Although living in the Japanese culture was challenging at times, I loved the sense of adventure and discovery around every corner. I never knew what I would see or experience, or whom I would meet – a Shinto priest worshiping at an ancient wooden shrine sandwiched between 2 high-rises, a festival procession of samurai down glitzy Ginza, or a glimpse into traditional family life behind the modern façade of Tokyo. It served to whet my appetite to see more and more of our remarkable world and meet the people that live in it.
Traveling became my passion, and I would work just long enough to save the money to travel. I would usually take off for 3 months or so, and then I would come back to Tokyo and start working (and saving) again. My trips took me all over Asia, and each trip fed my appetite for travel temporarily, but as soon as I got back I was thinking about my next destination. My last trip ended up being a year-long solo adventure that took me around the world. Consequently, out of the seven years that Tokyo was my home base, I was traveling for almost half of it. My appetite for travel has never diminished, and although having a family and business has slowed down my adventures, I still hit the road less traveled whenever I can. I’m always thinking about and planning for my next trip . . . (more about that later!)

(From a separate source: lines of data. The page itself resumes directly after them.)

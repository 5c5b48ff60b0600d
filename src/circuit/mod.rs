//! Circuit model and validation.
//!
//! This module provides the in-memory representation of a netlist after
//! parsing. The [`Circuit`] struct owns every gate and net and keeps the
//! gate-level connectivity graph acyclic while it is being built.

mod model;
mod types;
mod validate;

pub use model::{Circuit, Gate, Net};
pub use types::*;
pub use validate::validate_circuit;
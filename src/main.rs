//! Gatepath - Gate-Level Netlist Analyzer
//!
//! Reports fanout, logic depths and the critical path of a combinational
//! structural Verilog netlist.
//!
//! # Usage
//!
//! ```bash
//! gatepath c17.v --strategy exhaustive --all-paths --fanout
//! RUST_LOG=gatepath_core=debug gatepath c17.v
//! ```

use std::path::PathBuf;
use std::process::ExitCode;

use clap::Parser;
use gatepath_core::{
    circuit::{validate_circuit, Circuit},
    error::Result,
    netlist, render_report, AnalysisOptions, Strategy,
};
use tracing_subscriber::EnvFilter;

/// Gate-level netlist critical-path analyzer
#[derive(Parser, Debug)]
#[command(author, version, about, long_about = None)]
struct Args {
    /// Path to the structural Verilog netlist
    #[arg(value_name = "NETLIST")]
    netlist: PathBuf,

    /// Longest-path algorithm
    #[arg(short, long, value_enum, default_value_t = Strategy::default())]
    strategy: Strategy,

    /// List every path of maximal length
    #[arg(long)]
    all_paths: bool,

    /// Print the fanout of every gate
    #[arg(long)]
    fanout: bool,

    /// Print the logic depth of every node and primary output
    #[arg(long)]
    depths: bool,

    /// Print circuit statistics
    #[arg(long)]
    stats: bool,

    /// Increase log verbosity (-v info, -vv debug, -vvv trace)
    #[arg(short, long, action = clap::ArgAction::Count)]
    verbose: u8,
}

impl Args {
    fn options(&self) -> AnalysisOptions {
        AnalysisOptions {
            strategy: self.strategy,
            all_paths: self.all_paths,
            fanout: self.fanout,
            depths: self.depths,
            stats: self.stats,
        }
    }
}

fn init_logging(verbose: u8) {
    let default = match verbose {
        0 => "warn",
        1 => "info",
        2 => "debug",
        _ => "trace",
    };
    let filter = EnvFilter::try_from_default_env().unwrap_or_else(|_| EnvFilter::new(default));
    tracing_subscriber::fmt()
        .with_env_filter(filter)
        .with_writer(std::io::stderr)
        .init();
}

fn run(args: &Args) -> Result<String> {
    // Parse the netlist file
    let ast = netlist::parse_file(&args.netlist)?;

    // Build the circuit
    let circuit = Circuit::from_ast(ast)?;

    // Validate
    validate_circuit(&circuit)?;

    render_report(&circuit, &args.options())
}

fn main() -> ExitCode {
    let args = Args::parse();
    init_logging(args.verbose);

    match run(&args) {
        Ok(report) => {
            println!("{}", report);
            ExitCode::SUCCESS
        }
        Err(e) => {
            eprintln!("Error: {}", e);
            ExitCode::FAILURE
        }
    }
}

I’ve always tried to be a ‘half full’ kind of person – looking at the positive side of negative circumstances. Of course there have been times in my life when this seemed almost impossible, but eventually I could view that half empty glass as half-full. Getting laid-off from a career that I had dreamt of all my life, (and went back to school for 4 years!) was tough, as were other personal crises in my life (that I won’t bore you with). Last week my glass again appeared half empty for a few days, but it is back up to half full now, I’m happy to report.
I have learned that taking action is key. (I know some people will say it’s all about attitude, but for me, that is harder to change.) So, I formulate a plan, and move ahead. By taking control of the situation and actively working on it, I find my attitude naturally changes for the better. Another lesson I have learned from my (short-lived) recent career is that often obstacles provide better solutions. Limitations cause you look at things in a different way, and come up with alternatives that you might not have thought about originally.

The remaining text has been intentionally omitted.